I have been attracted today by a character created by Simon Van Booy in his The Illusion of Separateness. We never learn the character’s name. As a German soldier, then a former German soldier he is referred to as A. When he is cared for after he is shot, they know nothing about him except that he has a book in his pocket by Victor Hugo so they call him Mr. Hugo.
Mr. Hugo as we come to know him is shaped by his long hospitalization, then years living on the street, and finally some years as a janitor. His life has not led him to expect much and he takes in small pleasures that have intrigued me. From the hospital, they sent him to Gare du Nord, a transit station in the north part of Paris. At night he listens to the signboards change and he calls it “the applause of falling letters.” Just right.
He refers to the coming of the morning after a long cold night as “the armor of dawn” and says it brought relief. He slept under the bridges in the summer. He says, “It was cool in the summer with my back against the stone. I didn’t mind being alone. I watched all. I listened. Slept. Felt okay if I never woke up.”

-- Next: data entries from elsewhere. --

use std::fs;
use tempfile::TempDir;

use nyay_core::config::{Config, Settings};
use nyay_core::corpus::{load_chunks, load_records, normalize, validate_chunk};
use nyay_core::store::MetadataStore;
use nyay_core::types::{Metric, NO_MATCH};
use nyay_core::Error;

const CURRENT_SHAPE: &str = r#"[
  {
    "chunk_id": "bns_section_303_chunk_1",
    "parent_id": "bns_section_303",
    "act_name": "Bharatiya Nyaya Sanhita, 2023",
    "act_year": 2023,
    "category": "Criminal Law",
    "section_number": "303",
    "section_title": "Theft",
    "text": "Whoever commits theft shall be punished with imprisonment.",
    "source": "https://www.indiacode.nic.in/"
  }
]"#;

#[test]
fn current_record_shape_maps_every_field() {
    let tmp = TempDir::new().unwrap();
    let path = tmp.path().join("sections_chunks.json");
    fs::write(&path, CURRENT_SHAPE).unwrap();

    let chunks = load_chunks(&path).expect("load");
    assert_eq!(chunks.len(), 1);
    let c = &chunks[0];
    assert_eq!(c.id, "bns_section_303_chunk_1");
    assert_eq!(c.act_name, "Bharatiya Nyaya Sanhita, 2023");
    assert_eq!(c.act_year, 2023);
    assert_eq!(c.category, "Criminal Law");
    assert_eq!(c.section_number, "303");
    assert_eq!(c.source, "https://www.indiacode.nic.in/");
}

#[test]
fn legacy_records_receive_defaults() {
    let tmp = TempDir::new().unwrap();
    let path = tmp.path().join("legacy.json");
    fs::write(
        &path,
        r#"[{"id": "01_act_section_5", "section_text": "  Some provision text.  ", "section_number": 5}]"#,
    )
    .unwrap();

    let chunks = load_chunks(&path).expect("load legacy");
    let c = &chunks[0];
    assert_eq!(c.id, "01_act_section_5");
    assert_eq!(c.text, "Some provision text.");
    assert_eq!(c.section_number, "5", "numeric section numbers become strings");
    assert_eq!(c.act_name, "Unknown");
    assert_eq!(c.act_year, 0);
    assert_eq!(c.category, "General");
    assert_eq!(c.source, "India Code");
}

#[test]
fn blank_text_is_rejected() {
    let records = serde_json::from_str(r#"[{"chunk_id": "x", "text": "   "}]"#).unwrap();
    match normalize(records) {
        Err(Error::InvalidRecord { id, .. }) => assert_eq!(id, "x"),
        other => panic!("expected InvalidRecord, got {other:?}"),
    }
}

#[test]
fn duplicate_ids_are_rejected() {
    let records = serde_json::from_str(
        r#"[{"chunk_id": "a", "text": "one"}, {"chunk_id": "a", "text": "two"}]"#,
    )
    .unwrap();
    let err = normalize(records).unwrap_err();
    assert!(err.to_string().contains("duplicate id"), "{err}");
}

#[test]
fn directory_loading_reads_json_files_in_path_order() {
    let tmp = TempDir::new().unwrap();
    let nested = tmp.path().join("bns");
    fs::create_dir_all(&nested).unwrap();
    fs::write(tmp.path().join("b.json"), r#"[{"chunk_id": "b1", "text": "bravo"}]"#).unwrap();
    fs::write(nested.join("a.json"), r#"[{"chunk_id": "a1", "text": "alpha"}]"#).unwrap();
    fs::write(tmp.path().join("notes.txt"), "ignored").unwrap();

    let records = load_records(tmp.path()).expect("load dir");
    let chunks = normalize(records).unwrap();
    let ids: Vec<_> = chunks.iter().map(|c| c.id.as_str()).collect();
    assert_eq!(ids, vec!["b1", "a1"], "b.json sorts before bns/a.json");
}

#[test]
fn missing_corpus_path_is_an_initialization_error() {
    let tmp = TempDir::new().unwrap();
    let err = load_records(&tmp.path().join("nope.json")).unwrap_err();
    assert!(matches!(err, Error::Initialization(_)));
}

#[test]
fn metadata_store_ignores_sentinel_and_out_of_range_positions() {
    let chunks = normalize(serde_json::from_str(CURRENT_SHAPE).unwrap()).unwrap();
    let store = MetadataStore::new(chunks);
    assert!(store.get(0).is_some());
    assert!(store.get(NO_MATCH).is_none());
    assert!(store.get(1).is_none());
}

#[test]
fn config_defaults_without_files() {
    let tmp = TempDir::new().unwrap();
    let config = Config::load_from(tmp.path(), "dev").expect("defaults load");
    let settings = config.settings().unwrap();
    assert_eq!(settings, Settings::default());
    assert_eq!(settings.retrieval.top_k, 3);
    assert_eq!(settings.embedding.dimension, 384);
    assert_eq!(settings.llm.max_tokens, 500);
}

#[test]
fn env_specific_file_overrides_base_file() {
    let tmp = TempDir::new().unwrap();
    fs::write(
        tmp.path().join("config.toml"),
        "[retrieval]\ntop_k = 5\n[llm]\nmodel = \"base-model\"\n",
    )
    .unwrap();
    fs::write(tmp.path().join("config.prod.toml"), "[llm]\nmodel = \"prod-model\"\n").unwrap();

    let settings = Config::load_from(tmp.path(), "prod").unwrap().settings().unwrap();
    assert_eq!(settings.retrieval.top_k, 5);
    assert_eq!(settings.llm.model, "prod-model");
    assert_eq!(settings.llm.temperature, 0.1, "untouched keys keep defaults");

    let dev = Config::load_from(tmp.path(), "dev").unwrap().settings().unwrap();
    assert_eq!(dev.llm.model, "base-model");
}

#[test]
fn invalid_top_k_is_rejected_at_load() {
    let tmp = TempDir::new().unwrap();
    fs::write(tmp.path().join("config.toml"), "[retrieval]\ntop_k = 0\n").unwrap();
    assert!(matches!(Config::load_from(tmp.path(), "dev"), Err(Error::InvalidConfig(_))));
}

#[test]
fn metric_parsing_accepts_common_spellings() {
    assert_eq!(Metric::parse("inner_product"), Some(Metric::InnerProduct));
    assert_eq!(Metric::parse("IP"), Some(Metric::InnerProduct));
    assert_eq!(Metric::parse("l2"), Some(Metric::L2));
    assert_eq!(Metric::parse("hamming"), None);
    assert_eq!(Metric::InnerProduct.to_string(), "inner_product");
}

#[test]
fn chunk_validation_tracks_seen_ids() {
    let chunk = normalize(serde_json::from_str(CURRENT_SHAPE).unwrap()).unwrap().remove(0);
    let mut seen = std::collections::HashSet::new();
    assert!(validate_chunk(&chunk, &mut seen).is_ok());
    assert!(matches!(validate_chunk(&chunk, &mut seen), Err(Error::InvalidRecord { .. })));

    let blank = nyay_core::types::Chunk { id: "other".to_string(), text: " ".to_string(), ..chunk };
    assert!(matches!(validate_chunk(&blank, &mut seen), Err(Error::InvalidRecord { .. })));
}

He is offered a chance to live in California by a man who is now a famous film director, but who was a broken 14 year old boy in London when he knew Mr. Hugo. He likes the idea of living in a sunny climate, but he frets over what he will miss if he leaves London. He would miss, for instance the names scratched into the glass of the back window of the bus he takes on Tuesdays. Then, he says, he would not know that: Daz luvz Ram or that Gareth is a Twat or that Lizzie is a slag. It is hard for him to leave, not really knowing.
A reviewer from the Wall Street Journal says that Simon van Booy “deftly portrays his characters’ raw emotions.” His treatment of Mr. Hugo is very simple and it moved me.